Discurso urbano e enigmas no Rio de Janeiro: pichações, grafites, decalques


resumo resumo

Bethania Mariani
Vanise Medeiros



 

A memória é redundante:

repete os símbolos

para que a cidade comece a existir.

(Calvino, 1993)

 

 

1. Princípios

 

A melhor imagem para representar o inconsciente é Baltimore pela manhã.  Onde está o sujeito? É preciso achá-lo, como se fora um objeto perdido.

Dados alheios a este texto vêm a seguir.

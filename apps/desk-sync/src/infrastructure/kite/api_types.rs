//! Kite Connect wire types: the response envelope and form encoders for
//! order requests.

use rust_decimal::Decimal;
use serde::Deserialize;

use super::error::KiteError;
use crate::domain::orders::{ModifyRequest, OrderRequest};

/// `{status, data | message, error_type}` wrapper on every JSON response.
#[derive(Debug, Deserialize)]
pub struct Envelope<T> {
    /// `success` or `error`.
    pub status: String,
    /// Payload on success.
    pub data: Option<T>,
    /// Message on error.
    pub message: Option<String>,
    /// Exception class on error.
    pub error_type: Option<String>,
}

impl<T> Envelope<T> {
    /// Unwrap the payload or map the error.
    ///
    /// # Errors
    ///
    /// Returns the typed error for an error envelope, or
    /// `KiteError::Decode` for a success envelope without data.
    pub fn into_result(self, http_status: u16) -> Result<T, KiteError> {
        if self.status == "success"
            && let Some(data) = self.data
        {
            return Ok(data);
        }
        if self.status == "success" {
            return Err(KiteError::Decode("success envelope without data".to_string()));
        }
        Err(KiteError::from_envelope(
            http_status,
            self.error_type.as_deref(),
            self.message.unwrap_or_else(|| format!("HTTP {http_status}")),
        ))
    }
}

/// Payload of place/modify/cancel responses.
#[derive(Debug, Deserialize)]
pub struct OrderIdData {
    /// Affected order id.
    pub order_id: String,
}

/// Form field list sent as `application/x-www-form-urlencoded`.
pub type Form = Vec<(&'static str, String)>;

fn price_text(value: Decimal) -> String {
    value.normalize().to_string()
}

/// Form for `POST /orders/{variety}`.
#[must_use]
pub fn order_form(request: &OrderRequest) -> Form {
    let mut form: Form = vec![
        ("exchange", request.exchange.clone()),
        ("tradingsymbol", request.tradingsymbol.clone()),
        ("transaction_type", request.transaction_type.as_str().to_string()),
        ("quantity", request.quantity.to_string()),
        ("order_type", request.order_type.as_str().to_string()),
        ("product", request.product.clone()),
        ("validity", request.validity.clone()),
    ];
    if let Some(price) = request.price {
        form.push(("price", price_text(price)));
    }
    if let Some(trigger) = request.trigger_price {
        form.push(("trigger_price", price_text(trigger)));
    }
    if let Some(ttl) = request.validity_ttl {
        form.push(("validity_ttl", ttl.to_string()));
    }
    form
}

/// Form for `PUT /orders/{variety}/{order_id}`. Only set fields are sent.
#[must_use]
pub fn modify_form(request: &ModifyRequest) -> Form {
    let mut form = Form::new();
    if let Some(parent) = &request.parent_order_id {
        form.push(("parent_order_id", parent.clone()));
    }
    if let Some(quantity) = request.quantity {
        form.push(("quantity", quantity.to_string()));
    }
    if let Some(price) = request.price {
        form.push(("price", price_text(price)));
    }
    if let Some(order_type) = &request.order_type {
        form.push(("order_type", order_type.clone()));
    }
    if let Some(trigger) = request.trigger_price {
        form.push(("trigger_price", price_text(trigger)));
    }
    if let Some(validity) = &request.validity {
        form.push(("validity", validity.clone()));
    }
    if let Some(disclosed) = request.disclosed_quantity {
        form.push(("disclosed_quantity", disclosed.to_string()));
    }
    form
}

#[cfg(test)]
mod tests {
    use rust_decimal_macros::dec;

    use super::*;
    use crate::domain::orders::{OrderType, TransactionType};

    fn field<'a>(form: &'a Form, key: &str) -> Option<&'a str> {
        form.iter().find(|(k, _)| *k == key).map(|(_, v)| v.as_str())
    }

    #[test]
    fn success_envelope_unwraps() {
        let envelope: Envelope<OrderIdData> =
            serde_json::from_str(r#"{"status":"success","data":{"order_id":"151220000000000"}}"#)
                .unwrap();
        assert_eq!(envelope.into_result(200).unwrap().order_id, "151220000000000");
    }

    #[test]
    fn error_envelope_maps_exception() {
        let envelope: Envelope<OrderIdData> = serde_json::from_str(
            r#"{"status":"error","message":"Invalid `api_key` or `access_token`.","error_type":"TokenException"}"#,
        )
        .unwrap();
        assert!(matches!(envelope.into_result(403), Err(KiteError::Token(_))));
    }

    #[test]
    fn limit_order_form_carries_price_only() {
        let request = OrderRequest {
            variety: "regular".to_string(),
            exchange: "NSE".to_string(),
            tradingsymbol: "INFY".to_string(),
            transaction_type: TransactionType::Buy,
            quantity: 10,
            order_type: OrderType::Limit,
            product: "CNC".to_string(),
            validity: "DAY".to_string(),
            price: Some(dec!(1500.50)),
            trigger_price: None,
            validity_ttl: None,
        };
        let form = order_form(&request);
        assert_eq!(field(&form, "transaction_type"), Some("BUY"));
        assert_eq!(field(&form, "order_type"), Some("LIMIT"));
        assert_eq!(field(&form, "price"), Some("1500.5"));
        assert_eq!(field(&form, "trigger_price"), None);
        assert_eq!(field(&form, "validity_ttl"), None);
    }

    #[test]
    fn modify_form_omits_unset_fields() {
        let request = ModifyRequest {
            variety: "regular".to_string(),
            order_id: "1".to_string(),
            quantity: Some(5),
            ..ModifyRequest::default()
        };
        let form = modify_form(&request);
        assert_eq!(form, vec![("quantity", "5".to_string())]);
    }
}
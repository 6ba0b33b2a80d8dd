//! Domain Layer
//!
//! Core desk types with no I/O: symbol keys, the instrument directory,
//! row subscriptions, tick caching, sheet cells and order instructions.

pub mod account;
pub mod instrument;
pub mod market_data;
pub mod orders;
pub mod sheet;
pub mod subscription;
pub mod symbol;
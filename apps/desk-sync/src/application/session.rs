//! Desk Session
//!
//! The explicitly constructed context every use case shares: the three
//! driven ports plus the instrument directory, row tracker and tick cache.

use std::collections::HashMap;
use std::sync::Arc;

use chrono::Local;

use crate::application::ports::{BrokeragePort, TickFeedPort, WorkbookPort};
use crate::domain::instrument::InstrumentDirectory;
use crate::domain::market_data::{PriceFields, TickCache};
use crate::domain::subscription::{
    RowBinding, RowNumber, RowSubscriptionTracker, SubscriptionChanges,
};
use crate::domain::symbol::{RowLabel, SymbolKey};
use crate::infrastructure::metrics;

/// Local timestamp in the sheet's `YYYY-MM-DD HH:MM:SS` form.
#[must_use]
pub fn now_stamp() -> String {
    Local::now().format("%Y-%m-%d %H:%M:%S").to_string()
}

/// `Last Updated: ...` header stamp.
#[must_use]
pub fn last_updated_stamp() -> String {
    format!("Last Updated: {}", now_stamp())
}

/// Shared desk state.
pub struct DeskSession<B, F, W>
where
    B: BrokeragePort,
    F: TickFeedPort,
    W: WorkbookPort,
{
    broker: Arc<B>,
    feed: Arc<F>,
    workbook: Arc<W>,
    directory: Arc<InstrumentDirectory>,
    tracker: Arc<RowSubscriptionTracker>,
    ticks: Arc<TickCache>,
}

impl<B, F, W> Clone for DeskSession<B, F, W>
where
    B: BrokeragePort,
    F: TickFeedPort,
    W: WorkbookPort,
{
    fn clone(&self) -> Self {
        Self {
            broker: Arc::clone(&self.broker),
            feed: Arc::clone(&self.feed),
            workbook: Arc::clone(&self.workbook),
            directory: Arc::clone(&self.directory),
            tracker: Arc::clone(&self.tracker),
            ticks: Arc::clone(&self.ticks),
        }
    }
}

impl<B, F, W> DeskSession<B, F, W>
where
    B: BrokeragePort,
    F: TickFeedPort,
    W: WorkbookPort,
{
    /// Assemble a session around a loaded directory and a tick cache shared
    /// with the streaming task.
    pub fn new(
        broker: Arc<B>,
        feed: Arc<F>,
        workbook: Arc<W>,
        directory: Arc<InstrumentDirectory>,
        ticks: Arc<TickCache>,
    ) -> Self {
        Self {
            broker,
            feed,
            workbook,
            directory,
            tracker: Arc::new(RowSubscriptionTracker::new()),
            ticks,
        }
    }

    /// Brokerage port.
    pub fn broker(&self) -> &B {
        &self.broker
    }

    /// Workbook port.
    pub fn workbook(&self) -> &W {
        &self.workbook
    }

    /// Instrument directory.
    pub fn directory(&self) -> &InstrumentDirectory {
        &self.directory
    }

    /// Row tracker.
    pub fn tracker(&self) -> &RowSubscriptionTracker {
        &self.tracker
    }

    /// Tick cache.
    pub fn ticks(&self) -> &TickCache {
        &self.ticks
    }

    /// Shared handle to the row tracker, for status reporting.
    pub fn shared_tracker(&self) -> Arc<RowSubscriptionTracker> {
        Arc::clone(&self.tracker)
    }

    /// Resolve a column A label to the binding the row should hold.
    ///
    /// Blank cells, markers, non-symbols and unknown symbols bind nothing.
    pub fn binding_for(&self, label: &RowLabel) -> Option<RowBinding> {
        let symbol = label.symbol()?;
        let token = self.directory.resolve(symbol)?;
        Some(RowBinding::new(symbol.clone(), token))
    }

    /// Rebind one row and push the resulting subscription changes.
    pub fn assign_row(&self, row: RowNumber, binding: Option<RowBinding>) {
        let changes = self.tracker.assign(row, binding);
        self.apply_changes(&changes);
    }

    /// Rebind a batch of rows and push the net subscription changes.
    pub fn reconcile_rows<I>(&self, rows: I)
    where
        I: IntoIterator<Item = (RowNumber, Option<RowBinding>)>,
    {
        let changes = self.tracker.reconcile(rows);
        self.apply_changes(&changes);
    }

    /// Route and subscribe new tokens, unroute and unsubscribe released ones.
    ///
    /// Feed errors are logged and otherwise ignored; the ticker replays its
    /// desired set on reconnect.
    pub fn apply_changes(&self, changes: &SubscriptionChanges) {
        if changes.is_empty() {
            return;
        }

        for token in &changes.unsubscribe {
            self.ticks.unroute(*token);
        }
        for token in &changes.subscribe {
            if let Some(symbol) = self.directory.symbol_for(*token) {
                self.ticks.route(*token, symbol.clone());
            }
        }

        if !changes.unsubscribe.is_empty()
            && let Err(e) = self.feed.unsubscribe(&changes.unsubscribe)
        {
            tracing::debug!(error = %e, tokens = changes.unsubscribe.len(), "Unsubscribe deferred");
        }
        if !changes.subscribe.is_empty()
            && let Err(e) = self.feed.subscribe(&changes.subscribe)
        {
            tracing::debug!(error = %e, tokens = changes.subscribe.len(), "Subscribe deferred");
        }

        tracing::info!(
            subscribed = ?changes.subscribe,
            unsubscribed = ?changes.unsubscribe,
            "Ticker subscriptions changed"
        );
        metrics::set_subscribed_tokens(self.tracker.stats().active_tokens);
    }

    /// Price fields for each symbol, from the tick cache where it has a last
    /// price and from one batched REST quote call for the rest.
    ///
    /// A failed quote call leaves those symbols with whatever the cache had.
    pub async fn price_fields(&self, symbols: &[SymbolKey]) -> HashMap<SymbolKey, PriceFields> {
        let snapshot = self.ticks.snapshot();
        let mut fields: HashMap<SymbolKey, PriceFields> = symbols
            .iter()
            .map(|symbol| {
                let cached = snapshot
                    .get(symbol)
                    .map(PriceFields::from_tick)
                    .unwrap_or_default();
                (symbol.clone(), cached)
            })
            .collect();

        let mut missing: Vec<SymbolKey> = fields
            .iter()
            .filter(|(_, f)| !f.has_last_price())
            .map(|(symbol, _)| symbol.clone())
            .collect();
        if missing.is_empty() {
            return fields;
        }
        missing.sort();

        match self.broker.quotes(&missing).await {
            Ok(quotes) => {
                for (symbol, quote) in quotes {
                    if let Some(entry) = fields.get_mut(&symbol) {
                        *entry = PriceFields::from_quote(&quote);
                    }
                }
            }
            Err(e) => {
                metrics::record_brokerage_error("quote");
                tracing::debug!(error = %e, symbols = missing.len(), "Quote fallback failed");
            }
        }
        fields
    }
}

/// Load the instrument dumps for `exchanges` into a fresh directory.
///
/// A failed exchange is logged and skipped.
pub async fn load_directory<B>(broker: &B, exchanges: &[String]) -> InstrumentDirectory
where
    B: BrokeragePort + ?Sized,
{
    let mut directory = InstrumentDirectory::new();
    for exchange in exchanges {
        match broker.instruments(exchange).await {
            Ok(instruments) => {
                let indexed = directory.insert_exchange(exchange, &instruments);
                tracing::info!(exchange = %exchange, instruments = indexed, "Instruments loaded");
            }
            Err(e) => {
                metrics::record_brokerage_error("instruments");
                tracing::warn!(exchange = %exchange, error = %e, "Failed to load instruments");
            }
        }
    }
    directory
}
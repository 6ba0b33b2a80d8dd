//! Application Use Cases
//!
//! Use cases orchestrate domain logic to fulfill application requirements.

mod manage_orders;
mod refresh_row;
mod sync_input;
mod write_account;

pub use manage_orders::{AmendmentReport, EntryReport, ManageOrdersUseCase};
pub use refresh_row::{RefreshRowUseCase, RowOutcome};
pub use sync_input::{SyncInputUseCase, generated_symbols};
pub use write_account::WriteAccountUseCase;
//! Kite Connect adapter implementing `BrokeragePort`.

use std::collections::HashMap;

use async_trait::async_trait;
use reqwest::Method;

use super::api_types::{Form, OrderIdData, modify_form, order_form};
use super::config::KiteConfig;
use super::error::KiteError;
use super::http_client::KiteHttpClient;
use super::instruments::parse_instruments;
use crate::application::ports::{BrokerageError, BrokeragePort};
use crate::domain::account::{Holding, Margins, OrderRecord, Positions};
use crate::domain::instrument::Instrument;
use crate::domain::market_data::Quote;
use crate::domain::orders::{CancelRequest, ModifyRequest, OrderRequest};
use crate::domain::symbol::SymbolKey;

/// Kite Connect v3 brokerage adapter.
#[derive(Debug, Clone)]
pub struct KiteBrokerageAdapter {
    client: KiteHttpClient,
}

impl KiteBrokerageAdapter {
    /// Create a new adapter.
    ///
    /// # Errors
    ///
    /// Returns `KiteError` when the HTTP client cannot be built.
    pub fn new(config: &KiteConfig) -> Result<Self, KiteError> {
        Ok(Self {
            client: KiteHttpClient::new(config)?,
        })
    }

    fn order_path(variety: &str, order_id: Option<&str>) -> String {
        let variety = if variety.trim().is_empty() {
            "regular"
        } else {
            variety.trim()
        };
        match order_id {
            Some(id) => format!("/orders/{variety}/{id}"),
            None => format!("/orders/{variety}"),
        }
    }
}

#[async_trait]
impl BrokeragePort for KiteBrokerageAdapter {
    async fn positions(&self) -> Result<Positions, BrokerageError> {
        Ok(self.client.get("/portfolio/positions", &[]).await?)
    }

    async fn holdings(&self) -> Result<Vec<Holding>, BrokerageError> {
        Ok(self.client.get("/portfolio/holdings", &[]).await?)
    }

    async fn orders(&self) -> Result<Vec<OrderRecord>, BrokerageError> {
        Ok(self.client.get("/orders", &[]).await?)
    }

    async fn order_history(&self, order_id: &str) -> Result<Vec<OrderRecord>, BrokerageError> {
        Ok(self
            .client
            .get(&format!("/orders/{}", order_id.trim()), &[])
            .await?)
    }

    async fn margins(&self) -> Result<Margins, BrokerageError> {
        Ok(self.client.get("/user/margins", &[]).await?)
    }

    async fn quotes(
        &self,
        symbols: &[SymbolKey],
    ) -> Result<HashMap<SymbolKey, Quote>, BrokerageError> {
        if symbols.is_empty() {
            return Ok(HashMap::new());
        }
        let query: Vec<(&str, &str)> = symbols.iter().map(|s| ("i", s.as_str())).collect();
        let raw: HashMap<String, Quote> = self.client.get("/quote", &query).await?;
        Ok(raw
            .into_iter()
            .filter_map(|(key, quote)| SymbolKey::parse(&key).map(|symbol| (symbol, quote)))
            .collect())
    }

    async fn instruments(&self, exchange: &str) -> Result<Vec<Instrument>, BrokerageError> {
        let path = format!("/instruments/{}", exchange.trim().to_uppercase());
        let csv = self.client.get_text(&path).await?;
        Ok(parse_instruments(&csv)?)
    }

    async fn place_order(&self, request: &OrderRequest) -> Result<String, BrokerageError> {
        tracing::info!(
            exchange = %request.exchange,
            symbol = %request.tradingsymbol,
            side = request.transaction_type.as_str(),
            order_type = request.order_type.as_str(),
            quantity = request.quantity,
            price = ?request.price,
            "Placing order"
        );
        let data: OrderIdData = self
            .client
            .send_form(
                Method::POST,
                &Self::order_path(&request.variety, None),
                &order_form(request),
            )
            .await?;
        tracing::info!(order_id = %data.order_id, "Order placed");
        Ok(data.order_id)
    }

    async fn modify_order(&self, request: &ModifyRequest) -> Result<String, BrokerageError> {
        tracing::info!(order_id = %request.order_id, "Modifying order");
        let data: OrderIdData = self
            .client
            .send_form(
                Method::PUT,
                &Self::order_path(&request.variety, Some(&request.order_id)),
                &modify_form(request),
            )
            .await?;
        Ok(data.order_id)
    }

    async fn cancel_order(&self, request: &CancelRequest) -> Result<String, BrokerageError> {
        tracing::info!(order_id = %request.order_id, "Cancelling order");
        let form: Form = request
            .parent_order_id
            .iter()
            .map(|parent| ("parent_order_id", parent.clone()))
            .collect();
        let data: OrderIdData = self
            .client
            .send_form(
                Method::DELETE,
                &Self::order_path(&request.variety, Some(&request.order_id)),
                &form,
            )
            .await?;
        Ok(data.order_id)
    }
}

#[cfg(test)]
mod tests {
    use super::*;

    #[test]
    fn order_paths() {
        assert_eq!(KiteBrokerageAdapter::order_path("amo", None), "/orders/amo");
        assert_eq!(
            KiteBrokerageAdapter::order_path("", Some("123")),
            "/orders/regular/123"
        );
    }
}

Mais precisamente, este objeto perdido é o suporte do sujeito e muitas vezes é algo bem mais objeto (...). ”, afirma Lacan (1976, p. 201) em conferência proferida na Universidade John Hopkins, em 1966.  No auge do estruturalismo, Lacan fala para uma plateia de intelectuais americanos sobre o inconsciente a partir de uma imagem poética sobre a cidade de Baltimore, tal como ele a viu ao amanhecer, quando preparava sua palestra. “Disse a mim mesmo que tudo o que eu podia ver, exceto algumas árvores ao longe, resultava de pensamentos, pensamentos ativamente pensantes, nos quais não era totalmente óbvia a função desempenhada pelos sujeitos.  De qualquer modo, lá estava, neste espectador muito mais intermitente, ou mesmo fugaz, o chamado dasein, como uma definição do sujeito. ”  (LACAN, id.ibid.) Nessa maneira de definir o inconsciente, Lacan relaciona uma cidade – um lugar, portanto -, as pessoas que nela vivem, o público presente em um dado momento em um auditório e o sujeito, como um objeto que não é facilmente localizável, cuja função não é totalmente óbvia.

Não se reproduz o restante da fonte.